El comercio debe tener un marco ético. Ninguna actividad humana debería estar excluida de esa regla. Negociar con dictaduras como si no lo fueran es un error moral y táctico. La compraventa de esclavos se hizo en nombre de la libertad de comercio. Por el otro lado, las dictaduras comunistas prometieron liberar al proletariado y terminaron esclavizándolo. La peor amenaza del siglo XXI es la alianza entre los explotadores capitalistas y los explotadores comunistas. El silencio del movimiento obrero internacional con la explotación de los obreros chinos, vietnamitas, o cubanos, es la gran traición de estos tiempos.
¿Cómo hacer para que regresen las empresas?

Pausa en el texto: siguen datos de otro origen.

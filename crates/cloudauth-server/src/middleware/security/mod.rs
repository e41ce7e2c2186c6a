//! Security middleware for HTTP request protection.
//!
//! - CORS preflight handling
//! - Request body size limiting
//! - `X-Content-Type-Options: nosniff` on every response

mod cors;

use axum::Router;
use axum::extract::DefaultBodyLimit;
use axum::http::header::{self, HeaderValue};
pub use cors::CorsConfig;
pub(crate) use cors::create_cors_layer;
use tower_http::set_header::SetResponseHeaderLayer;

/// Upper bound for request bodies; credential payloads are tiny.
pub const DEFAULT_MAX_BODY_SIZE: usize = 64 * 1024;

/// Extension trait for `axum::`[`Router`] to apply security middleware.
pub trait RouterSecurityExt<S> {
    /// Layers CORS, body limit and response hardening headers.
    fn with_security(self, cors: &CorsConfig) -> Self;

    /// Layers security middlewares with the default CORS configuration.
    fn with_default_security(self) -> Self;
}

impl<S> RouterSecurityExt<S> for Router<S>
where
    S: Clone + Send + Sync + 'static,
{
    fn with_security(self, cors: &CorsConfig) -> Self {
        self.layer(DefaultBodyLimit::max(DEFAULT_MAX_BODY_SIZE))
            .layer(SetResponseHeaderLayer::overriding(
                header::X_CONTENT_TYPE_OPTIONS,
                HeaderValue::from_static("nosniff"),
            ))
            .layer(create_cors_layer(cors))
    }

    fn with_default_security(self) -> Self {
        self.with_security(&CorsConfig::default())
    }
}

#[cfg(test)]
mod tests {
    use axum::http::{Method, StatusCode};
    use axum::routing::post;
    use axum_test::TestServer;

    use super::*;

    fn secured_router(cors: &CorsConfig) -> Router {
        Router::new()
            .route("/login", post(|| async { "ok" }))
            .with_security(cors)
    }

    #[tokio::test]
    async fn preflight_allows_any_origin_by_default() -> anyhow::Result<()> {
        let server = TestServer::new(secured_router(&CorsConfig::default()))?;

        let response = server
            .method(Method::OPTIONS, "/login")
            .add_header(header::ORIGIN, "https://client.example")
            .add_header(header::ACCESS_CONTROL_REQUEST_METHOD, "POST")
            .add_header(header::ACCESS_CONTROL_REQUEST_HEADERS, "authorization")
            .await;

        response.assert_status(StatusCode::OK);
        response.assert_header(header::ACCESS_CONTROL_ALLOW_ORIGIN, "*");
        Ok(())
    }

    #[tokio::test]
    async fn configured_origin_is_mirrored() -> anyhow::Result<()> {
        let cors = CorsConfig {
            allowed_origins: vec!["https://app.example".to_string()],
            ..Default::default()
        };
        let server = TestServer::new(secured_router(&cors))?;

        let response = server
            .post("/login")
            .add_header(header::ORIGIN, "https://app.example")
            .await;

        response.assert_status_ok();
        response.assert_header(header::ACCESS_CONTROL_ALLOW_ORIGIN, "https://app.example");
        Ok(())
    }

    #[tokio::test]
    async fn oversized_body_is_rejected() -> anyhow::Result<()> {
        let router = Router::new()
            .route("/login", post(|body: axum::body::Bytes| async move { body.len().to_string() }))
            .with_default_security();
        let server = TestServer::new(router)?;

        let response = server
            .post("/login")
            .bytes(vec![b'a'; DEFAULT_MAX_BODY_SIZE + 1].into())
            .await;

        response.assert_status(StatusCode::PAYLOAD_TOO_LARGE);
        Ok(())
    }

    #[tokio::test]
    async fn responses_carry_nosniff() -> anyhow::Result<()> {
        let server = TestServer::new(secured_router(&CorsConfig::default()))?;

        let response = server.post("/login").await;
        response.assert_header(header::X_CONTENT_TYPE_OPTIONS, "nosniff");
        Ok(())
    }
}
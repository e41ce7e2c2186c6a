//! Middleware for `axum::Router` and HTTP request processing.
//!
//! - Authentication of protected routes
//! - Security (CORS, body limits)
//! - Observability (tracing, request IDs)
//! - Recovery (panics, timeouts)
//!
//! # Quick Start
//!
//! ```rust,ignore
//! use cloudauth_server::middleware::{
//!     CorsConfig, RecoveryConfig, RouterObservabilityExt, RouterRecoveryExt, RouterSecurityExt,
//! };
//!
//! let app = router
//!     .with_security(&CorsConfig::default())
//!     .with_observability()
//!     .with_recovery(&RecoveryConfig::default());
//! ```

mod auth;
mod observability;
mod recovery;
mod security;

pub use auth::require_authentication;
pub use observability::RouterObservabilityExt;
pub use recovery::{RecoveryConfig, RouterRecoveryExt};
pub use security::{CorsConfig, DEFAULT_MAX_BODY_SIZE, RouterSecurityExt};
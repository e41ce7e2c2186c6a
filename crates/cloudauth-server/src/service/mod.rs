//! Application state and dependency injection.

mod auth;
mod config;
mod security;

use std::sync::Arc;

use cloudauth_store::UserStore;

pub use crate::service::auth::{AuthError, AuthService, LoginRequest, RegisterRequest};
pub use crate::service::config::{ServiceConfig, ServiceConfigBuilder, UserStoreKind};
pub use crate::service::security::{
    AuthClaims, PasswordHasher, SessionKeys, TokenError, TokenIssuer,
};
use crate::utility::tracing_targets::SERVICE_STATE as TRACING_TARGET;
// Re-export error types from crate root for convenience
pub use crate::{Error, Result};

/// Application state.
///
/// Used for the [`State`] extraction (dependency injection).
///
/// [`State`]: axum::extract::State
#[must_use = "state does nothing unless you use it"]
#[derive(Clone)]
pub struct ServiceState {
    // External services:
    pub user_store: Arc<dyn UserStore>,

    // Internal services:
    pub password_hasher: PasswordHasher,
    pub session_keys: SessionKeys,
    pub token_issuer: TokenIssuer,
    pub auth_service: AuthService,
}

impl ServiceState {
    /// Initializes application state from configuration.
    ///
    /// Opens the configured user store and derives the signing keys.
    pub async fn from_config(config: &ServiceConfig) -> Result<Self> {
        let user_store = config.open_user_store().await?;
        Self::with_user_store(config, user_store)
    }

    /// Initializes application state over an already opened user store.
    pub fn with_user_store(config: &ServiceConfig, user_store: Arc<dyn UserStore>) -> Result<Self> {
        let session_keys = config.session_keys()?;
        session_keys.validate_keys()?;

        let password_hasher = PasswordHasher::new()?;
        let token_issuer = TokenIssuer::new(session_keys.clone());
        let auth_service = AuthService::new(
            user_store.clone(),
            password_hasher.clone(),
            token_issuer.clone(),
        );

        tracing::debug!(target: TRACING_TARGET, "service state initialized");

        Ok(Self {
            user_store,
            password_hasher,
            session_keys,
            token_issuer,
            auth_service,
        })
    }
}

macro_rules! impl_di {
    ($($f:ident: $t:ty),+) => {$(
        impl axum::extract::FromRef<ServiceState> for $t {
            fn from_ref(state: &ServiceState) -> Self {
                state.$f.clone()
            }
        }
    )+};
}

// External services:
impl_di!(user_store: Arc<dyn UserStore>);

// Internal services:
impl_di!(password_hasher: PasswordHasher);
impl_di!(session_keys: SessionKeys);
impl_di!(token_issuer: TokenIssuer);
impl_di!(auth_service: AuthService);
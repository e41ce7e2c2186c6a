//! Resources reachable only with a valid bearer token.

use axum::Router;
use axum::routing::get;

use crate::extract::AuthHeader;
use crate::service::ServiceState;
use crate::utility::tracing_targets::HANDLER_PROTECTED as TRACING_TARGET;

/// Greets the authenticated user.
#[tracing::instrument(skip_all)]
async fn protected(auth_header: AuthHeader) -> String {
    tracing::debug!(
        target: TRACING_TARGET,
        subject = %auth_header.subject(),
        "protected resource served",
    );

    format!(
        "Hello, {}! This is a protected resource.",
        auth_header.subject()
    )
}

/// Returns a [`Router`] with all related routes.
pub(super) fn routes() -> Router<ServiceState> {
    Router::new().route("/protected", get(protected))
}
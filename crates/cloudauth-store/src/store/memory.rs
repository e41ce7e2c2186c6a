use std::collections::HashMap;
use std::collections::hash_map::Entry;
use std::sync::Arc;

use async_trait::async_trait;
use tokio::sync::RwLock;

use crate::{StoreError, StoreResult, TRACING_TARGET_MEMORY, User, UserStore};

/// In-process [`UserStore`] backed by a shared hash map.
///
/// Clones share the same underlying table.
#[derive(Debug, Clone, Default)]
pub struct MemoryUserStore {
    users: Arc<RwLock<HashMap<String, User>>>,
}

impl MemoryUserStore {
    /// Creates an empty store.
    pub fn new() -> Self {
        Self::default()
    }

    /// Returns the number of stored records.
    pub async fn len(&self) -> usize {
        self.users.read().await.len()
    }

    /// Returns whether the store holds no records.
    pub async fn is_empty(&self) -> bool {
        self.users.read().await.is_empty()
    }
}

#[async_trait]
impl UserStore for MemoryUserStore {
    async fn exists(&self, username: &str) -> StoreResult<bool> {
        Ok(self.users.read().await.contains_key(username))
    }

    async fn insert(&self, user: User) -> StoreResult<()> {
        let mut users = self.users.write().await;
        match users.entry(user.username.clone()) {
            Entry::Occupied(_) => Err(StoreError::AlreadyExists),
            Entry::Vacant(slot) => {
                tracing::debug!(
                    target: TRACING_TARGET_MEMORY,
                    username = %user.username,
                    "user record inserted"
                );
                slot.insert(user);
                Ok(())
            }
        }
    }

    async fn get(&self, username: &str) -> StoreResult<User> {
        self.users
            .read()
            .await
            .get(username)
            .cloned()
            .ok_or(StoreError::NotFound)
    }
}

#[cfg(test)]
mod tests {
    use super::*;

    #[tokio::test]
    async fn insert_then_get() -> anyhow::Result<()> {
        let store = MemoryUserStore::new();
        assert!(!store.exists("alice").await?);

        store.insert(User::new("alice", "hash")).await?;

        assert!(store.exists("alice").await?);
        assert_eq!(store.get("alice").await?, User::new("alice", "hash"));
        assert_eq!(store.len().await, 1);
        Ok(())
    }

    #[tokio::test]
    async fn insert_is_conditional() -> anyhow::Result<()> {
        let store = MemoryUserStore::new();
        store.insert(User::new("alice", "first")).await?;

        let result = store.insert(User::new("alice", "second")).await;
        assert!(matches!(result, Err(StoreError::AlreadyExists)));
        assert_eq!(store.get("alice").await?.password_hash, "first");
        Ok(())
    }

    #[tokio::test]
    async fn get_missing_is_not_found() {
        let store = MemoryUserStore::new();
        assert!(matches!(store.get("ghost").await, Err(StoreError::NotFound)));
    }

    #[tokio::test]
    async fn concurrent_inserts_admit_one_winner() -> anyhow::Result<()> {
        let store = MemoryUserStore::new();
        let handles: Vec<_> = (0..16)
            .map(|i| {
                let store = store.clone();
                tokio::spawn(async move { store.insert(User::new("bob", format!("h{i}"))).await })
            })
            .collect();

        let mut winners = 0;
        for handle in handles {
            if handle.await?.is_ok() {
                winners += 1;
            }
        }

        assert_eq!(winners, 1);
        assert_eq!(store.len().await, 1);
        Ok(())
    }
}
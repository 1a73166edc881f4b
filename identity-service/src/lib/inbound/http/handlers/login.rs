use auth::TokenPair;
use axum::extract::State;
use axum::http::StatusCode;
use axum::Json;
use axum_extra::extract::cookie::CookieJar;
use serde::Deserialize;
use serde::Serialize;

use super::ApiError;
use super::ApiSuccess;
use crate::domain::identity::ports::IdentityServicePort;
use crate::inbound::http::cookies::with_session_cookies;
use crate::inbound::http::router::AppState;
use crate::identity::errors::IdentityError;

/// Verify credentials and hand out a fresh token pair, both in the body and
/// as session cookies.
pub async fn login<IS: IdentityServicePort>(
    State(state): State<AppState<IS>>,
    jar: CookieJar,
    Json(body): Json<LoginRequest>,
) -> Result<(CookieJar, ApiSuccess<LoginResponseData>), ApiError> {
    if body.email.is_empty() || body.password.is_empty() {
        return Err(ApiError::BadRequest(
            "Email and password are required".to_string(),
        ));
    }

    let identity = state
        .identity_service
        .login(&body.email, &body.password)
        .await
        .map_err(|e| {
            match &e {
                IdentityError::NotFoundByEmail(_) => {
                    tracing::warn!("Login rejected: unknown email")
                }
                IdentityError::InvalidCredentials => {
                    tracing::warn!("Login rejected: password mismatch")
                }
                _ => {}
            }
            ApiError::from(e)
        })?;

    let tokens = state
        .token_service
        .issue_token_pair(identity.id, identity.email.as_str())?;

    tracing::info!(identity_id = %identity.id, "Login succeeded");

    let jar = with_session_cookies(jar, &tokens, &state.token_service, &state.cookies);

    Ok((
        jar,
        ApiSuccess::new(
            StatusCode::OK,
            LoginResponseData {
                message: "Login successful".to_string(),
                user: identity.username.as_str().to_string(),
                tokens,
            },
        ),
    ))
}

#[derive(Clone, Deserialize)]
pub struct LoginRequest {
    #[serde(default)]
    email: String,
    #[serde(default)]
    password: String,
}

#[derive(Debug, Clone, PartialEq, Eq, Serialize)]
pub struct LoginResponseData {
    pub message: String,
    pub user: String,
    pub tokens: TokenPair,
}
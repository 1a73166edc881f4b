use thiserror::Error;

use super::claims::TokenType;

/// Error type for JWT operations.
#[derive(Debug, Clone, Error, PartialEq, Eq)]
pub enum JwtError {
    #[error("Failed to encode token: {0}")]
    EncodingFailed(String),

    #[error("Failed to decode token: {0}")]
    DecodingFailed(String),

    #[error("Token signature is invalid")]
    InvalidSignature,

    #[error("Unsupported signing algorithm: {0}")]
    UnsupportedAlgorithm(String),

    #[error("Token expiry is out of range")]
    ExpiryOutOfRange,

    #[error("Token is expired")]
    TokenExpired,

    #[error("Token is not valid yet")]
    TokenNotYetValid,

    #[error("Unexpected token type: expected {expected}, got {actual}")]
    WrongTokenType {
        expected: TokenType,
        actual: TokenType,
    },
}
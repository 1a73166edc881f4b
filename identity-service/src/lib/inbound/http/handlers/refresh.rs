use auth::TokenPair;
use axum::extract::State;
use axum::http::StatusCode;
use axum::Json;
use axum_extra::extract::cookie::CookieJar;
use serde::Deserialize;
use serde::Serialize;

use super::ApiError;
use super::ApiSuccess;
use crate::domain::identity::ports::IdentityServicePort;
use crate::inbound::http::cookies::cookie_value;
use crate::inbound::http::cookies::with_session_cookies;
use crate::inbound::http::cookies::REFRESH_TOKEN_COOKIE;
use crate::inbound::http::router::AppState;

/// Exchange a refresh token for a new pair.
///
/// The `refresh_token` cookie is preferred; a JSON body is the fallback for
/// clients that do not keep cookies. Nothing is looked up in the store.
pub async fn refresh<IS: IdentityServicePort>(
    State(state): State<AppState<IS>>,
    jar: CookieJar,
    body: Option<Json<RefreshRequest>>,
) -> Result<(CookieJar, ApiSuccess<RefreshResponseData>), ApiError> {
    let refresh_token = cookie_value(&jar, REFRESH_TOKEN_COOKIE)
        .or_else(|| {
            body.map(|Json(body)| body.refresh_token)
                .filter(|token| !token.is_empty())
        })
        .ok_or_else(|| ApiError::Unauthorized("Refresh token not provided".to_string()))?;

    let claims = state
        .token_service
        .validate_refresh_token(&refresh_token)
        .map_err(|e| {
            tracing::warn!(reason = %e, "Refresh rejected");
            ApiError::Unauthorized("Invalid refresh token".to_string())
        })?;

    let tokens = state
        .token_service
        .issue_token_pair(claims.subject(), claims.email())?;

    tracing::info!(identity_id = %claims.subject(), "Token pair rotated");

    let jar = with_session_cookies(jar, &tokens, &state.token_service, &state.cookies);

    Ok((
        jar,
        ApiSuccess::new(
            StatusCode::OK,
            RefreshResponseData {
                message: "Token refreshed successfully".to_string(),
                tokens,
            },
        ),
    ))
}

#[derive(Clone, Deserialize)]
pub struct RefreshRequest {
    #[serde(default)]
    refresh_token: String,
}

#[derive(Debug, Clone, PartialEq, Eq, Serialize)]
pub struct RefreshResponseData {
    pub message: String,
    pub tokens: TokenPair,
}
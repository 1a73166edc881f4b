pub mod config;
pub mod domain;
pub mod inbound;
pub mod outbound;

pub use domain::identity;
pub use outbound::repositories;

Compitiendo. No tiene sentido sancionar a las empresas que se van. Hay que devolverles los incentivos fiscales que les ahuyentaron. Hay que liberarlas de la madeja de regulaciones e impuestos solapados que las han ido ahogando. El país tiene que volver a ser competitivo. Sin esas trabas gubernamentales no tendría sentido económico irse tan lejos a fabricar chancletas. El salario sería lo de menos.
Pero esa no es tarea fácil. Lo impiden los ideólogos que han ido sembrando la insensata idea de que bajar los impuestos, sobre todo a las empresas, es favorecer a los ricos; lo impiden algunos sindicatos que actúan como mafias; lo impiden los ecologistas de extrema, que le hacen la guerra total a la industria y el desarrollo, los enemigos de Wall Street, que siguen sin entender que la bolsa no es un símbolo de la élite, sino el sitio donde los obreros pueden convertirse en accionistas; lo impiden la izquierda vegetariana y la derecha carnívora, los políticos gastadores y los votantes indolentes, el inalcanzable techo de la deuda, el imparable gasto gubernamental, y lo impide ahora mismo el maldito coronavirus, que ha venido a acrecentar todos estos males, sobredimensionándolos de un modo impredecible.
De todas maneras, hay un virus peor que el Corona escapando del gran laboratorio ideológico en que se ha convertido China, el de un nuevo tipo de dictadura: mutante, taimada, asesina y contagiosa. ¿Alguien está buscando la vacuna?